Bias	−1.034	−4.587	−0.495	−1.034	−0.168	1.423
Total SD	1.456	7.892	6.788	6.040	5.563	4.774
Upper LOA	1.820	10.882	12.809	10.806	10.736	10.779
Lower LOA	−3.887	−20.055	−13.800	−12.873	−11.073	−7.933
Consistent points	196	192	196	196	197	197
Deviant points	12	16	12	12	11	11

DBP: diastolic blood pressure; HR: heart rate; LOA: limits of agreement; PR: pulse rate; RR: respiratory rate; SD: standard deviation; SBP: systolic blood pressure.
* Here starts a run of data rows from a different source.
//! Catalog CRUD over the key-value store.
//!
//! A catalog is the unit of persistence: the whole document, embedded
//! requirements included, is read and rewritten on every mutation.
//! There is no optimistic version check; concurrent writers to the
//! same catalog race and the later write wins.

use tracing::{debug, warn};

use crate::error::{EngineError, EngineResult};
use crate::links::strip_issue_entries;
use crate::models::{Catalog, CatalogSummary, CATALOG_KEY_PREFIX};
use crate::store::KeyValueStore;

/// Loads and parses a catalog document, `CatalogNotFound` when absent.
pub(crate) fn load_catalog(store: &dyn KeyValueStore, catalog_id: &str) -> EngineResult<Catalog> {
    let value = store
        .get(catalog_id)?
        .ok_or_else(|| EngineError::CatalogNotFound(catalog_id.to_string()))?;
    let catalog = serde_json::from_value(value).map_err(crate::error::StoreError::Serde)?;
    Ok(catalog)
}

/// Refreshes `date_update` and writes the whole catalog document back.
pub(crate) fn save_catalog(store: &dyn KeyValueStore, catalog: &mut Catalog) -> EngineResult<()> {
    catalog.touch();
    let value = serde_json::to_value(&*catalog).map_err(crate::error::StoreError::Serde)?;
    store.set(&catalog.id, value)?;
    Ok(())
}

/// CRUD and prefix-scan access to catalog records. Owns id generation
/// and timestamping.
pub struct CatalogRepository<'s> {
    store: &'s dyn KeyValueStore,
}

impl<'s> CatalogRepository<'s> {
    pub fn new(store: &'s dyn KeyValueStore) -> Self {
        Self { store }
    }

    /// Creates and persists an empty catalog, returning it.
    pub fn create(
        &self,
        user_id: &str,
        title: &str,
        description: &str,
        prefix: &str,
    ) -> EngineResult<Catalog> {
        let mut catalog = Catalog::new(user_id, title, description, prefix);
        // Timestamp-derived ids can collide within one millisecond;
        // probe forward until the key is free.
        let mut millis = catalog.date_creation.timestamp_millis();
        while self.store.get(&catalog.id)?.is_some() {
            millis += 1;
            catalog.id = format!("{}{}", CATALOG_KEY_PREFIX, millis);
        }
        save_catalog(self.store, &mut catalog)?;
        debug!(catalog_id = %catalog.id, "created catalog");
        Ok(catalog)
    }

    pub fn get_by_id(&self, catalog_id: &str) -> EngineResult<Catalog> {
        load_catalog(self.store, catalog_id)
    }

    /// Scans all catalog documents and returns lightweight summaries.
    ///
    /// A malformed record never fails the listing: missing fields
    /// default to empty, and the id is always taken from the store key.
    pub fn list_all(&self) -> EngineResult<Vec<CatalogSummary>> {
        let records = self.store.query_by_prefix(CATALOG_KEY_PREFIX)?;
        let mut summaries = Vec::with_capacity(records.len());
        for (key, value) in records {
            let mut summary: CatalogSummary = match serde_json::from_value(value) {
                Ok(summary) => summary,
                Err(e) => {
                    warn!(key = %key, error = %e, "skipping fields of malformed catalog record");
                    CatalogSummary::default()
                }
            };
            summary.id = key;
            summaries.push(summary);
        }
        Ok(summaries)
    }

    pub fn save(&self, catalog: &mut Catalog) -> EngineResult<()> {
        save_catalog(self.store, catalog)
    }

    /// Removes the catalog, then strips every work-item link entry that
    /// referenced it, deleting work-item documents left empty.
    pub fn delete(&self, catalog_id: &str) -> EngineResult<()> {
        self.store.delete(catalog_id)?;
        let stripped =
            strip_issue_entries(self.store, |entry| entry.catalog_id == catalog_id)?;
        debug!(catalog_id = %catalog_id, stripped, "deleted catalog and cascaded link cleanup");
        Ok(())
    }
}

#[cfg(test)]
mod tests {
    use super::*;
    use crate::models::issue_storage_key;
    use crate::store::MemoryStore;
    use serde_json::json;

    #[test]
    fn test_create_and_get() {
        let store = MemoryStore::new();
        let repo = CatalogRepository::new(&store);

        let catalog = repo.create("user-1", "Security", "Security NFRs", "SEC").unwrap();
        let fetched = repo.get_by_id(&catalog.id).unwrap();
        assert_eq!(fetched.title, "Security");
        assert_eq!(fetched.prefix, "SEC");
        assert!(fetched.requirements.is_empty());
    }

    #[test]
    fn test_get_missing_is_not_found() {
        let store = MemoryStore::new();
        let repo = CatalogRepository::new(&store);
        match repo.get_by_id("catalog-0") {
            Err(EngineError::CatalogNotFound(id)) => assert_eq!(id, "catalog-0"),
            other => panic!("expected CatalogNotFound, got {other:?}"),
        }
    }

    #[test]
    fn test_list_all_tolerates_malformed_records() {
        let store = MemoryStore::new();
        let repo = CatalogRepository::new(&store);
        repo.create("u", "Perf", "", "PRF").unwrap();
        store.set("catalog-junk", json!("not an object")).unwrap();
        store.set("issue-ABC-1", json!([])).unwrap();

        let summaries = repo.list_all().unwrap();
        assert_eq!(summaries.len(), 2);
        let junk = summaries.iter().find(|s| s.id == "catalog-junk").unwrap();
        assert_eq!(junk.title, "");
        assert!(summaries.iter().any(|s| s.title == "Perf"));
    }

    #[test]
    fn test_save_refreshes_date_update() {
        let store = MemoryStore::new();
        let repo = CatalogRepository::new(&store);
        let mut catalog = repo.create("u", "T", "D", "P").unwrap();
        let created = catalog.date_update;

        std::thread::sleep(std::time::Duration::from_millis(5));
        repo.save(&mut catalog).unwrap();
        assert!(catalog.date_update > created);
    }

    #[test]
    fn test_delete_cascades_into_work_item_documents() {
        let store = MemoryStore::new();
        let repo = CatalogRepository::new(&store);
        let catalog = repo.create("u", "T", "D", "P").unwrap();

        // Three work items reference the catalog; one also references another.
        store
            .set(
                &issue_storage_key("ABC-1"),
                json!([{ "reqId": "P-0", "catalogId": catalog.id, "status": "pending_validation" }]),
            )
            .unwrap();
        store
            .set(
                &issue_storage_key("ABC-2"),
                json!([{ "reqId": "P-1", "catalogId": catalog.id, "status": "Validated" }]),
            )
            .unwrap();
        store
            .set(
                &issue_storage_key("ABC-3"),
                json!([
                    { "reqId": "P-2", "catalogId": catalog.id, "status": "Validated" },
                    { "reqId": "X-0", "catalogId": "catalog-other", "status": "Validated" }
                ]),
            )
            .unwrap();

        repo.delete(&catalog.id).unwrap();

        assert!(store.get(&catalog.id).unwrap().is_none());
        // Emptied documents are deleted, not left as empty arrays.
        assert!(store.get(&issue_storage_key("ABC-1")).unwrap().is_none());
        assert!(store.get(&issue_storage_key("ABC-2")).unwrap().is_none());
        // The mixed document keeps its unrelated entry.
        let remaining = store.get(&issue_storage_key("ABC-3")).unwrap().unwrap();
        let entries = remaining.as_array().unwrap();
        assert_eq!(entries.len(), 1);
        assert_eq!(entries[0]["catalogId"], "catalog-other");
    }
}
This method of analysis assesses the consistency of data obtained from the same patient when vital signs are measured with two devices simultaneously, and the Bland-Altman analysis is an effective means of assessing the consistency of measurements from a new device with those from an existing device, which aids in the assessment of bias and LOA.

Bland-Altman plot

After monitoring data from 16 volunteers using the mWear device and the bedside monitoring device (BeneVision N15) simultaneously for vital signs, these 16 volunteers could produce a total of six types of data, where each type of data for each individual contained 13 sets of data, with a total of 208 pairs of data points for each type of data, and analysing each of the difference of those 208 pairs of data points can obtain six Bland-Altman plots.

Result of SpO₂

In this study, a total of 16 volunteers participated, generating 208 sets of blood oxygen saturation measurements. The results after Bland-Altman plot analysis are shown in Figure 3, which shows that 94.2% of the data points fell within the 95% LOA.

Figure 3.

Bland-Altman plot of SpO₂.

Specifically, this means that the vast majority of the differences between the measurements and the reference values are within an acceptable margin of error, indicating the agreement and accuracy of the EP30 device during SpO₂ measurements. However, there were 12 data points where the difference was outside the 95% LOA, which may indicate an anomaly in individual measurements or potential systematic error. Across all SpO₂ measurements, the SD of measurement differences was 1.456, with a mean difference of −1.034 indicating an overall slightly lower measurement value compared to the reference value.

In the Bland-Altman plot, the upper LOA interval is 1.820, while the lower LOA interval is −3.887, and the difference falling in this interval indicates that these data correspond to the accuracy and consistency of the SpO₂ data measured by the EP30 device compared to the BeneVision N15.

Result of systolic blood pressure

Blood pressure measurements were subdivided into SBP and DBP components for independent statistical analyses. For the 208 groups of SBP measurement data, the results after analysis by the Bland-Altman method are shown in Figure 4. And 92.3% of the SBP difference data fell within the 95% LOA, and this percentage reflects a high degree of agreement between the two measurement methods.

Figure 4.

Bland-Altman plot of systolic blood pressure.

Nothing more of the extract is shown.